The Soviet leadership's failure to devise a coherent economic reform program was underlined again today by a further postponement of a vote by the standing legislature, or Supreme Soviet, on the long-awaited transition to the market-based system. Gorbachev had been due to present his own proposals for economic reform to the Supreme Soviet by today, but deputies were told today that they would have to wait until the end of the week.
The Soviet leader has spent most of the past month attempting to reconcile two very different proposals for a transition to a market economy. His prime minister, Nikolai Ryzhkov, favors a cautious approach that would preserve a large degree of government control over the economy while Gorbachev's principal economic adviser, Stanislav Shatalin, has called for the foundations of a free market to be created in 500 days by a massive sale of state assets.
Deputies said that the compromise version prepared by Gorbachev drew on both variants, relaxing Shatalin's rigid, stage-by-stage timetable in favor of greater flexibility. The president is likely to outline his proposals to the Supreme Soviet on Friday.
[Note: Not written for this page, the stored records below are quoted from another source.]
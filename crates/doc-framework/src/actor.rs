//! # Collection Actor
//!
//! The server half of a collection. It owns the documents and the watcher
//! list, processes requests one at a time and publishes every committed change
//! to the watchers it touches.

use crate::client::CollectionClient;
use crate::entity::Document;
use crate::error::StoreError;
use crate::message::CollectionRequest;
use crate::subscription::{Query, Subscription};
use std::collections::BTreeMap;
use tokio::sync::mpsc;
use tracing::{debug, info, warn};

/// A registered listener.
enum Watcher<T: Document> {
    Document {
        id: T::Id,
        sender: mpsc::UnboundedSender<Option<T>>,
    },
    Query {
        query: Query<T>,
        sender: mpsc::UnboundedSender<Vec<T>>,
    },
}

impl<T: Document> Watcher<T> {
    fn is_closed(&self) -> bool {
        match self {
            Watcher::Document { sender, .. } => sender.is_closed(),
            Watcher::Query { sender, .. } => sender.is_closed(),
        }
    }
}

/// A committed change: the document id and its state before the commit.
struct Change<T: Document> {
    id: T::Id,
    before: Option<T>,
}

/// The generic actor that manages one collection of documents.
///
/// **Concurrency Model**: each collection runs in its own task and handles its
/// requests sequentially, so the store needs no lock. Two clients racing on the
/// same document are serialized here; whichever request arrives last wins.
///
/// **Commit Model**: updates, actions and batches run against copies of the
/// stored documents. The copies replace the originals only when every hook
/// succeeded, and watchers are notified after the commit.
///
/// ```rust
/// use doc_framework::{CollectionActor, Document};
/// use async_trait::async_trait;
///
/// #[derive(Clone, Debug)] struct Note { id: u32, text: String }
/// #[derive(Debug)] struct NoteCreate(String);
/// #[derive(Debug)] struct NoteUpdate(String);
/// #[derive(Debug)] enum NoteAction {}
/// #[derive(Debug, thiserror::Error)] #[error("note error")] struct NoteError;
///
/// #[async_trait]
/// impl Document for Note {
///     type Id = u32; type Create = NoteCreate; type Update = NoteUpdate;
///     type Action = NoteAction; type ActionResult = (); type Context = (); type Error = NoteError;
///     fn from_create_params(id: u32, p: NoteCreate) -> Result<Self, Self::Error> { Ok(Self { id, text: p.0 }) }
///     async fn on_update(&mut self, u: NoteUpdate, _: &()) -> Result<(), Self::Error> { self.text = u.0; Ok(()) }
///     async fn handle_action(&mut self, _: NoteAction, _: &()) -> Result<(), Self::Error> { Ok(()) }
/// }
///
/// #[tokio::main]
/// async fn main() {
///     let (actor, client) = CollectionActor::<Note>::new(10);
///     tokio::spawn(actor.run(()));
///     let id = client.create(NoteCreate("hi".into())).await.unwrap();
///     let note = client.update(id, NoteUpdate("bye".into())).await.unwrap();
///     assert_eq!(note.text, "bye");
/// }
/// ```
pub struct CollectionActor<T: Document> {
    receiver: mpsc::Receiver<CollectionRequest<T>>,
    store: BTreeMap<T::Id, T>,
    watchers: Vec<Watcher<T>>,
    next_id: u32,
}

impl<T: Document> CollectionActor<T> {
    /// Creates a collection actor and its client.
    ///
    /// `buffer_size` is the request channel capacity; clients wait when it is
    /// full.
    pub fn new(buffer_size: usize) -> (Self, CollectionClient<T>) {
        let (sender, receiver) = mpsc::channel(buffer_size);
        let actor = Self {
            receiver,
            store: BTreeMap::new(),
            watchers: Vec::new(),
            next_id: 1,
        };
        (actor, CollectionClient::new(sender))
    }

    /// Runs the request loop until every client is dropped.
    ///
    /// `context` is handed to every document hook.
    pub async fn run(mut self, context: T::Context) {
        let entity_type = std::any::type_name::<T>()
            .split("::")
            .last()
            .unwrap_or("Unknown");
        info!(entity_type, "Actor started");

        while let Some(msg) = self.receiver.recv().await {
            match msg {
                CollectionRequest::Create { params, respond_to } => {
                    debug!(entity_type, ?params, "Create");
                    let id = self.allocate_id();
                    let result = self.create(entity_type, id, params, &context).await;
                    if let Err(e) = &result {
                        warn!(entity_type, error = %e, "Create failed");
                    }
                    let _ = respond_to.send(result);
                }
                CollectionRequest::Insert {
                    id,
                    params,
                    respond_to,
                } => {
                    debug!(entity_type, %id, ?params, "Insert");
                    let result = if self.store.contains_key(&id) {
                        Err(StoreError::AlreadyExists(id.to_string()))
                    } else {
                        self.create(entity_type, id, params, &context).await
                    };
                    if let Err(e) = &result {
                        warn!(entity_type, error = %e, "Insert failed");
                    }
                    let _ = respond_to.send(result);
                }
                CollectionRequest::Get { id, respond_to } => {
                    let item = self.store.get(&id).cloned();
                    debug!(entity_type, %id, found = item.is_some(), "Get");
                    let _ = respond_to.send(Ok(item));
                }
                CollectionRequest::Update {
                    id,
                    update,
                    respond_to,
                } => {
                    debug!(entity_type, %id, ?update, "Update");
                    let Some(current) = self.store.get(&id) else {
                        warn!(entity_type, %id, "Not found");
                        let _ = respond_to.send(Err(StoreError::NotFound(id.to_string())));
                        continue;
                    };
                    let mut staged = current.clone();
                    if let Err(e) = staged.on_update(update, &context).await {
                        warn!(entity_type, %id, error = %e, "Update failed");
                        let _ = respond_to.send(Err(StoreError::EntityError(Box::new(e))));
                        continue;
                    }
                    let before = self.store.insert(id.clone(), staged.clone());
                    info!(entity_type, %id, "Updated");
                    self.publish(&[Change { id, before }]);
                    let _ = respond_to.send(Ok(staged));
                }
                CollectionRequest::Delete { id, respond_to } => {
                    debug!(entity_type, %id, "Delete");
                    let Some(item) = self.store.get(&id) else {
                        warn!(entity_type, %id, "Not found");
                        let _ = respond_to.send(Err(StoreError::NotFound(id.to_string())));
                        continue;
                    };
                    if let Err(e) = item.on_delete(&context).await {
                        warn!(entity_type, %id, error = %e, "on_delete failed");
                        let _ = respond_to.send(Err(StoreError::EntityError(Box::new(e))));
                        continue;
                    }
                    let before = self.store.remove(&id);
                    info!(entity_type, %id, size = self.store.len(), "Deleted");
                    self.publish(&[Change { id, before }]);
                    let _ = respond_to.send(Ok(()));
                }
                CollectionRequest::Action {
                    id,
                    action,
                    respond_to,
                } => {
                    debug!(entity_type, %id, ?action, "Action");
                    let Some(current) = self.store.get(&id) else {
                        warn!(entity_type, %id, "Not found");
                        let _ = respond_to.send(Err(StoreError::NotFound(id.to_string())));
                        continue;
                    };
                    let mut staged = current.clone();
                    match staged.handle_action(action, &context).await {
                        Ok(result) => {
                            let before = self.store.insert(id.clone(), staged);
                            info!(entity_type, %id, "Action ok");
                            self.publish(&[Change { id, before }]);
                            let _ = respond_to.send(Ok(result));
                        }
                        Err(e) => {
                            warn!(entity_type, %id, error = %e, "Action failed");
                            let _ = respond_to.send(Err(StoreError::EntityError(Box::new(e))));
                        }
                    }
                }
                CollectionRequest::Batch {
                    actions,
                    respond_to,
                } => {
                    let len = actions.len();
                    debug!(entity_type, len, "Batch");
                    match self.stage_batch(actions, &context).await {
                        Ok((staged, results)) => {
                            let changes: Vec<Change<T>> = staged
                                .into_iter()
                                .map(|(id, doc)| {
                                    let before = self.store.insert(id.clone(), doc);
                                    Change { id, before }
                                })
                                .collect();
                            info!(entity_type, len, documents = changes.len(), "Batch committed");
                            self.publish(&changes);
                            let _ = respond_to.send(Ok(results));
                        }
                        Err(e) => {
                            warn!(entity_type, len, error = %e, "Batch rejected");
                            let _ = respond_to.send(Err(e));
                        }
                    }
                }
                CollectionRequest::Watch { id, respond_to } => {
                    let (sender, subscription) = Subscription::channel();
                    let _ = sender.send(self.store.get(&id).cloned());
                    debug!(entity_type, %id, "Watch");
                    self.watchers.push(Watcher::Document { id, sender });
                    let _ = respond_to.send(Ok(subscription));
                }
                CollectionRequest::WatchQuery { query, respond_to } => {
                    let (sender, subscription) = Subscription::channel();
                    let _ = sender.send(self.collect(&query));
                    debug!(entity_type, query = query.label(), "Watch query");
                    self.watchers.push(Watcher::Query { query, sender });
                    let _ = respond_to.send(Ok(subscription));
                }
                CollectionRequest::WatcherCount { respond_to } => {
                    self.watchers.retain(|w| !w.is_closed());
                    let _ = respond_to.send(Ok(self.watchers.len()));
                }
            }
        }

        info!(entity_type, size = self.store.len(), "Shutdown");
    }

    /// Next sequential id not already taken through `Insert`.
    fn allocate_id(&mut self) -> T::Id {
        loop {
            let id = T::Id::from(self.next_id);
            self.next_id += 1;
            if !self.store.contains_key(&id) {
                return id;
            }
        }
    }

    async fn create(
        &mut self,
        entity_type: &str,
        id: T::Id,
        params: T::Create,
        context: &T::Context,
    ) -> Result<T::Id, StoreError> {
        let mut item =
            T::from_create_params(id.clone(), params).map_err(|e| StoreError::EntityError(Box::new(e)))?;
        item.on_create(context)
            .await
            .map_err(|e| StoreError::EntityError(Box::new(e)))?;
        self.store.insert(id.clone(), item);
        info!(entity_type, %id, size = self.store.len(), "Created");
        self.publish(&[Change {
            id: id.clone(),
            before: None,
        }]);
        Ok(id)
    }

    /// Runs every action against staged copies. Nothing in `store` changes.
    async fn stage_batch(
        &self,
        actions: Vec<(T::Id, T::Action)>,
        context: &T::Context,
    ) -> Result<(BTreeMap<T::Id, T>, Vec<T::ActionResult>), StoreError> {
        let mut staged: BTreeMap<T::Id, T> = BTreeMap::new();
        let mut results = Vec::with_capacity(actions.len());
        for (id, action) in actions {
            if !staged.contains_key(&id) {
                let current = self
                    .store
                    .get(&id)
                    .ok_or_else(|| StoreError::NotFound(id.to_string()))?;
                staged.insert(id.clone(), current.clone());
            }
            let Some(doc) = staged.get_mut(&id) else {
                return Err(StoreError::NotFound(id.to_string()));
            };
            let result = doc
                .handle_action(action, context)
                .await
                .map_err(|e| StoreError::EntityError(Box::new(e)))?;
            results.push(result);
        }
        Ok((staged, results))
    }

    fn collect(&self, query: &Query<T>) -> Vec<T> {
        self.store
            .values()
            .filter(|doc| query.matches(doc))
            .cloned()
            .collect()
    }

    /// Notifies every watcher touched by `changes`, dropping closed ones.
    fn publish(&mut self, changes: &[Change<T>]) {
        let store = &self.store;
        self.watchers.retain(|watcher| match watcher {
            Watcher::Document { id, sender } => {
                if changes.iter().any(|c| &c.id == id) {
                    sender.send(store.get(id).cloned()).is_ok()
                } else {
                    !sender.is_closed()
                }
            }
            Watcher::Query { query, sender } => {
                let touched = changes.iter().any(|c| {
                    c.before.as_ref().is_some_and(|doc| query.matches(doc))
                        || store.get(&c.id).is_some_and(|doc| query.matches(doc))
                });
                if touched {
                    let snapshot = store.values().filter(|doc| query.matches(doc)).cloned().collect();
                    sender.send(snapshot).is_ok()
                } else {
                    !sender.is_closed()
                }
            }
        });
    }
}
Members of the Supreme Soviet responded with only a perfunctory round of applause when Speaker Anatoly Lukyanov broke the news of the Nobel Peace Prize at the end of this morning's session.
Recent winners of the peace prize were the Dalai Lama, exiled Tibetan spiritual leader, in 1989; the United Nations Peacekeeping Forces in 1988; Costa Rican President Oscar Arias in 1987; and U.S. writer and human rights activist Elie Wiesel in 1986.
Five prizes are awarded each year through endowments from the estate of Alfred Nobel, the Swedish inventor of dynamite, who died in 1896. Mexican poet and essayist Octavio Paz won this year's prize for literature, and two American doctors, Joseph Murray and Donnall Thomas, were named winners of the prize for medicine.